* **About this exercise**
Please reproduce the listing in its entirety, exactly as shown.
** Opening Dataset excerpts block **
use serde::{Deserialize, Deserializer, Serialize, Serializer};

/// Unrecognised string for a closed set of values.
#[derive(Debug, Clone, PartialEq, Eq, thiserror::Error)]
#[error("Invalid {field} value: {value}")]
pub struct UnknownVariant {
    pub field: String,
    pub value: String,
}

/// Macro to generate enum with as_str + std::str::FromStr pattern.
///
/// Parsing is case-insensitive. The `fallback` form maps any unrecognised
/// string to the given variant instead of failing.
macro_rules! str_enum {
    (@common $name:ident { $($variant:ident => $s:literal),+ }) => {
        #[derive(Debug, Clone, Copy, PartialEq, Eq, Hash)]
        pub enum $name {
            $($variant),+
        }

        impl $name {
            pub const ALL: &'static [$name] = &[$(Self::$variant),+];

            pub fn as_str(&self) -> &'static str {
                match self {
                    $(Self::$variant => $s),+
                }
            }

            fn lookup(s: &str) -> Option<Self> {
                let s = s.trim();
                $(if s.eq_ignore_ascii_case($s) {
                    return Some(Self::$variant);
                })+
                None
            }
        }

        impl std::fmt::Display for $name {
            fn fmt(&self, f: &mut std::fmt::Formatter<'_>) -> std::fmt::Result {
                f.write_str(self.as_str())
            }
        }

        impl Serialize for $name {
            fn serialize<S: Serializer>(&self, serializer: S) -> Result<S::Ok, S::Error> {
                serializer.serialize_str(self.as_str())
            }
        }

        impl<'de> Deserialize<'de> for $name {
            fn deserialize<D: Deserializer<'de>>(deserializer: D) -> Result<Self, D::Error> {
                let raw = String::deserialize(deserializer)?;
                raw.parse().map_err(serde::de::Error::custom)
            }
        }
    };
    ($name:ident { $($variant:ident => $s:literal),+ $(,)? }) => {
        str_enum!(@common $name { $($variant => $s),+ });

        impl std::str::FromStr for $name {
            type Err = UnknownVariant;

            fn from_str(s: &str) -> Result<Self, Self::Err> {
                Self::lookup(s).ok_or_else(|| UnknownVariant {
                    field: stringify!($name).into(),
                    value: s.into(),
                })
            }
        }
    };
    ($name:ident { $($variant:ident => $s:literal),+ $(,)? } fallback $fallback:ident) => {
        str_enum!(@common $name { $($variant => $s),+ });

        impl std::str::FromStr for $name {
            type Err = UnknownVariant;

            fn from_str(s: &str) -> Result<Self, Self::Err> {
                Ok(Self::lookup(s).unwrap_or(Self::$fallback))
            }
        }
    };
}

// The backend stores gender as free text ("Female", "Male", ...).
str_enum!(Gender {
    Male => "male",
    Female => "female",
    Other => "other",
} fallback Other);

str_enum!(Sender {
    Patient => "patient",
    Ai => "ai",
    Doctor => "doctor",
});

str_enum!(SeverityAssessment {
    Low => "Low",
    Moderate => "Moderate",
    High => "High",
});
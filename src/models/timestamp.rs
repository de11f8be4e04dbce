//! Lenient timestamp parsing for backend records.
//!
//! Records created in the same request carry an RFC 3339 offset, but
//! records read back from the backend's store come out naive. Both are
//! accepted; naive values are taken as UTC.

use chrono::{DateTime, NaiveDateTime, Utc};
use serde::{Deserialize, Deserializer};

/// Parse an RFC 3339 or naive ISO-8601 timestamp.
pub fn parse(raw: &str) -> Option<DateTime<Utc>> {
    let raw = raw.trim();
    if let Ok(dt) = DateTime::parse_from_rfc3339(raw) {
        return Some(dt.with_timezone(&Utc));
    }
    NaiveDateTime::parse_from_str(raw, "%Y-%m-%dT%H:%M:%S%.f")
        .ok()
        .map(|naive| naive.and_utc())
}

pub fn deserialize<'de, D>(deserializer: D) -> Result<DateTime<Utc>, D::Error>
where
    D: Deserializer<'de>,
{
    let raw = String::deserialize(deserializer)?;
    parse(&raw).ok_or_else(|| serde::de::Error::custom(format!("invalid timestamp: {raw}")))
}

pub fn deserialize_option<'de, D>(deserializer: D) -> Result<Option<DateTime<Utc>>, D::Error>
where
    D: Deserializer<'de>,
{
    match Option::<String>::deserialize(deserializer)? {
        None => Ok(None),
        Some(raw) => parse(&raw)
            .map(Some)
            .ok_or_else(|| serde::de::Error::custom(format!("invalid timestamp: {raw}"))),
    }
}
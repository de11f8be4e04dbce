use chrono::{DateTime, Utc};
use serde::{Deserialize, Serialize};

use super::enums::SeverityAssessment;

/// Valid range of a symptom's self-reported severity.
pub const SEVERITY_MIN: u8 = 1;
pub const SEVERITY_MAX: u8 = 10;

#[derive(Debug, Clone, PartialEq, Eq, Serialize, Deserialize)]
pub struct Symptom {
    pub description: String,
    pub severity: u8,
    pub duration: String,
    #[serde(default)]
    pub location: Option<String>,
}

/// Body of `POST /diagnosis`.
#[derive(Debug, Clone, PartialEq, Eq, Serialize, Deserialize)]
pub struct DiagnosisRequest {
    pub patient_id: String,
    pub symptoms: Vec<Symptom>,
    pub additional_info: Option<String>,
}

/// Backend output for one diagnosis request. Held only in view state.
#[derive(Debug, Clone, PartialEq, Serialize, Deserialize)]
pub struct DiagnosisResult {
    #[serde(default)]
    pub id: Option<String>,
    pub patient_id: String,
    #[serde(deserialize_with = "super::timestamp::deserialize")]
    pub created_at: DateTime<Utc>,
    pub symptoms: Vec<Symptom>,
    pub diagnosis: String,
    #[serde(default)]
    pub recommendations: Vec<String>,
    pub severity_assessment: SeverityAssessment,
    pub follow_up_needed: bool,
    #[serde(default)]
    pub session_id: Option<String>,
}

#[cfg(test)]
mod tests {
    use super::*;
    use serde_json::json;

    #[test]
    fn deserializes_backend_result() {
        let result: DiagnosisResult = serde_json::from_value(json!({
            "id": "d1",
            "patient_id": "p1",
            "symptoms": [
                {"description": "Headache", "severity": 7, "duration": "2 days", "location": "forehead"},
                {"description": "Nausea", "severity": 4, "duration": "1 day", "location": null}
            ],
            "diagnosis": "1. DIFFERENTIAL DIAGNOSIS: tension headache",
            "recommendations": ["Hydrate", "Rest"],
            "severity_assessment": "Moderate",
            "follow_up_needed": true,
            "created_at": "2025-02-10T12:00:00+00:00",
            "session_id": "s1"
        }))
        .unwrap();

        assert_eq!(result.symptoms.len(), 2);
        assert_eq!(result.symptoms[0].severity, 7);
        assert!(result.symptoms[1].location.is_none());
        assert_eq!(result.severity_assessment, SeverityAssessment::Moderate);
        assert_eq!(result.recommendations, vec!["Hydrate", "Rest"]);
    }

    #[test]
    fn unknown_severity_assessment_is_rejected() {
        let result = serde_json::from_value::<DiagnosisResult>(json!({
            "patient_id": "p1",
            "symptoms": [],
            "diagnosis": "x",
            "recommendations": [],
            "severity_assessment": "Critical",
            "follow_up_needed": true,
            "created_at": "2025-02-10T12:00:00"
        }));
        assert!(result.is_err());
    }

    #[test]
    fn request_sends_integer_severity() {
        let request = DiagnosisRequest {
            patient_id: "p1".into(),
            symptoms: vec![Symptom {
                description: "Cough".into(),
                severity: 7,
                duration: "3 days".into(),
                location: None,
            }],
            additional_info: None,
        };
        let value = serde_json::to_value(&request).unwrap();
        assert_eq!(value["symptoms"][0]["severity"], json!(7));
        assert_eq!(value["symptoms"][0]["location"], json!(null));
        assert_eq!(value["additional_info"], json!(null));
    }
}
** Closing Dataset excerpts block **
* **Output of the task**
use serde::{Deserialize, Deserializer, Serialize, Serializer};

/// Unrecognised string for a closed set of values.
#[derive(Debug, Clone, PartialEq, Eq, thiserror::Error)]
#[error("Invalid {field} value: {value}")]
pub struct UnknownVariant {
    pub field: String,
    pub value: String,
}

/// Macro to generate enum with as_str + std::str::FromStr pattern.
///
/// Parsing is case-insensitive. The `fallback` form maps any unrecognised
/// string to the given variant instead of failing.
macro_rules! str_enum {
    (@common $name:ident { $($variant:ident => $s:literal),+ }) => {
        #[derive(Debug, Clone, Copy, PartialEq, Eq, Hash)]
        pub enum $name {
            $($variant),+
        }

        impl $name {
            pub const ALL: &'static [$name] = &[$(Self::$variant),+];

            pub fn as_str(&self) -> &'static str {
                match self {
                    $(Self::$variant => $s),+
                }
            }

            fn lookup(s: &str) -> Option<Self> {
                let s = s.trim();
                $(if s.eq_ignore_ascii_case($s) {
                    return Some(Self::$variant);
                })+
                None
            }
        }

        impl std::fmt::Display for $name {
            fn fmt(&self, f: &mut std::fmt::Formatter<'_>) -> std::fmt::Result {
                f.write_str(self.as_str())
            }
        }

        impl Serialize for $name {
            fn serialize<S: Serializer>(&self, serializer: S) -> Result<S::Ok, S::Error> {
                serializer.serialize_str(self.as_str())
            }
        }

        impl<'de> Deserialize<'de> for $name {
            fn deserialize<D: Deserializer<'de>>(deserializer: D) -> Result<Self, D::Error> {
                let raw = String::deserialize(deserializer)?;
                raw.parse().map_err(serde::de::Error::custom)
            }
        }
    };
    ($name:ident { $($variant:ident => $s:literal),+ $(,)? }) => {
        str_enum!(@common $name { $($variant => $s),+ });

        impl std::str::FromStr for $name {
            type Err = UnknownVariant;

            fn from_str(s: &str) -> Result<Self, Self::Err> {
                Self::lookup(s).ok_or_else(|| UnknownVariant {
                    field: stringify!($name).into(),
                    value: s.into(),
                })
            }
        }
    };
    ($name:ident { $($variant:ident => $s:literal),+ $(,)? } fallback $fallback:ident) => {
        str_enum!(@common $name { $($variant => $s),+ });

        impl std::str::FromStr for $name {
            type Err = UnknownVariant;

            fn from_str(s: &str) -> Result<Self, Self::Err> {
                Ok(Self::lookup(s).unwrap_or(Self::$fallback))
            }
        }
    };
}

// The backend stores gender as free text ("Female", "Male", ...).
str_enum!(Gender {
    Male => "male",
    Female => "female",
    Other => "other",
} fallback Other);

str_enum!(Sender {
    Patient => "patient",
    Ai => "ai",
    Doctor => "doctor",
});

str_enum!(SeverityAssessment {
    Low => "Low",
    Moderate => "Moderate",
    High => "High",
});
filename src/models/timestamp.rs
repository de11f8be4e04dbce
//! Lenient timestamp parsing for backend records.
//!
//! Records created in the same request carry an RFC 3339 offset, but
//! records read back from the backend's store come out naive. Both are
//! accepted; naive values are taken as UTC.

use chrono::{DateTime, NaiveDateTime, Utc};
use serde::{Deserialize, Deserializer};

/// Parse an RFC 3339 or naive ISO-8601 timestamp.
pub fn parse(raw: &str) -> Option<DateTime<Utc>> {
    let raw = raw.trim();
    if let Ok(dt) = DateTime::parse_from_rfc3339(raw) {
        return Some(dt.with_timezone(&Utc));
    }
    NaiveDateTime::parse_from_str(raw, "%Y-%m-%dT%H:%M:%S%.f")
        .ok()
        .map(|naive| naive.and_utc())
}

pub fn deserialize<'de, D>(deserializer: D) -> Result<DateTime<Utc>, D::Error>
where
    D: Deserializer<'de>,
{
    let raw = String::deserialize(deserializer)?;
    parse(&raw).ok_or_else(|| serde::de::Error::custom(format!("invalid timestamp: {raw}")))
}

pub fn deserialize_option<'de, D>(deserializer: D) -> Result<Option<DateTime<Utc>>, D::Error>
where
    D: Deserializer<'de>,
{
    match Option::<String>::deserialize(deserializer)? {
        None => Ok(None),
        Some(raw) => parse(&raw)
            .map(Some)
            .ok_or_else(|| serde::de::Error::custom(format!("invalid timestamp: {raw}"))),
    }
}
repository de11f8be4e04dbce
use chrono::{DateTime, Utc};
use serde::{Deserialize, Serialize};

use super::enums::SeverityAssessment;

/// Valid range of a symptom's self-reported severity.
pub const SEVERITY_MIN: u8 = 1;
pub const SEVERITY_MAX: u8 = 10;

#[derive(Debug, Clone, PartialEq, Eq, Serialize, Deserialize)]
pub struct Symptom {
    pub description: String,
    pub severity: u8,
    pub duration: String,
    #[serde(default)]
    pub location: Option<String>,
}

/// Body of `POST /diagnosis`.
#[derive(Debug, Clone, PartialEq, Eq, Serialize, Deserialize)]
pub struct DiagnosisRequest {
    pub patient_id: String,
    pub symptoms: Vec<Symptom>,
    pub additional_info: Option<String>,
}

/// Backend output for one diagnosis request. Held only in view state.
#[derive(Debug, Clone, PartialEq, Serialize, Deserialize)]
pub struct DiagnosisResult {
    #[serde(default)]
    pub id: Option<String>,
    pub patient_id: String,
    #[serde(deserialize_with = "super::timestamp::deserialize")]
    pub created_at: DateTime<Utc>,
    pub symptoms: Vec<Symptom>,
    pub diagnosis: String,
    #[serde(default)]
    pub recommendations: Vec<String>,
    pub severity_assessment: SeverityAssessment,
    pub follow_up_needed: bool,
    #[serde(default)]
    pub session_id: Option<String>,
}

#[cfg(test)]
mod tests {
    use super::*;
    use serde_json::json;

    #[test]
    fn deserializes_backend_result() {
        let result: DiagnosisResult = serde_json::from_value(json!({
            "id": "d1",
            "patient_id": "p1",
            "symptoms": [
                {"description": "Headache", "severity": 7, "duration": "2 days", "location": "forehead"},
                {"description": "Nausea", "severity": 4, "duration": "1 day", "location": null}
            ],
            "diagnosis": "1. DIFFERENTIAL DIAGNOSIS: tension headache",
            "recommendations": ["Hydrate", "Rest"],
            "severity_assessment": "Moderate",
            "follow_up_needed": true,
            "created_at": "2025-02-10T12:00:00+00:00",
            "session_id": "s1"
        }))
        .unwrap();

        assert_eq!(result.symptoms.len(), 2);
        assert_eq!(result.symptoms[0].severity, 7);
        assert!(result.symptoms[1].location.is_none());
        assert_eq!(result.severity_assessment, SeverityAssessment::Moderate);
        assert_eq!(result.recommendations, vec!["Hydrate", "Rest"]);
    }

    #[test]
    fn unknown_severity_assessment_is_rejected() {
        let result = serde_json::from_value::<DiagnosisResult>(json!({
            "patient_id": "p1",
            "symptoms": [],
            "diagnosis": "x",
            "recommendations": [],
            "severity_assessment": "Critical",
            "follow_up_needed": true,
            "created_at": "2025-02-10T12:00:00"
        }));
        assert!(result.is_err());
    }

    #[test]
    fn request_sends_integer_severity() {
        let request = DiagnosisRequest {
            patient_id: "p1".into(),
            symptoms: vec![Symptom {
                description: "Cough".into(),
                severity: 7,
                duration: "3 days".into(),
                location: None,
            }],
            additional_info: None,
        };
        let value = serde_json::to_value(&request).unwrap();
        assert_eq!(value["symptoms"][0]["severity"], json!(7));
        assert_eq!(value["symptoms"][0]["location"], json!(null));
        assert_eq!(value["additional_info"], json!(null));
    }
}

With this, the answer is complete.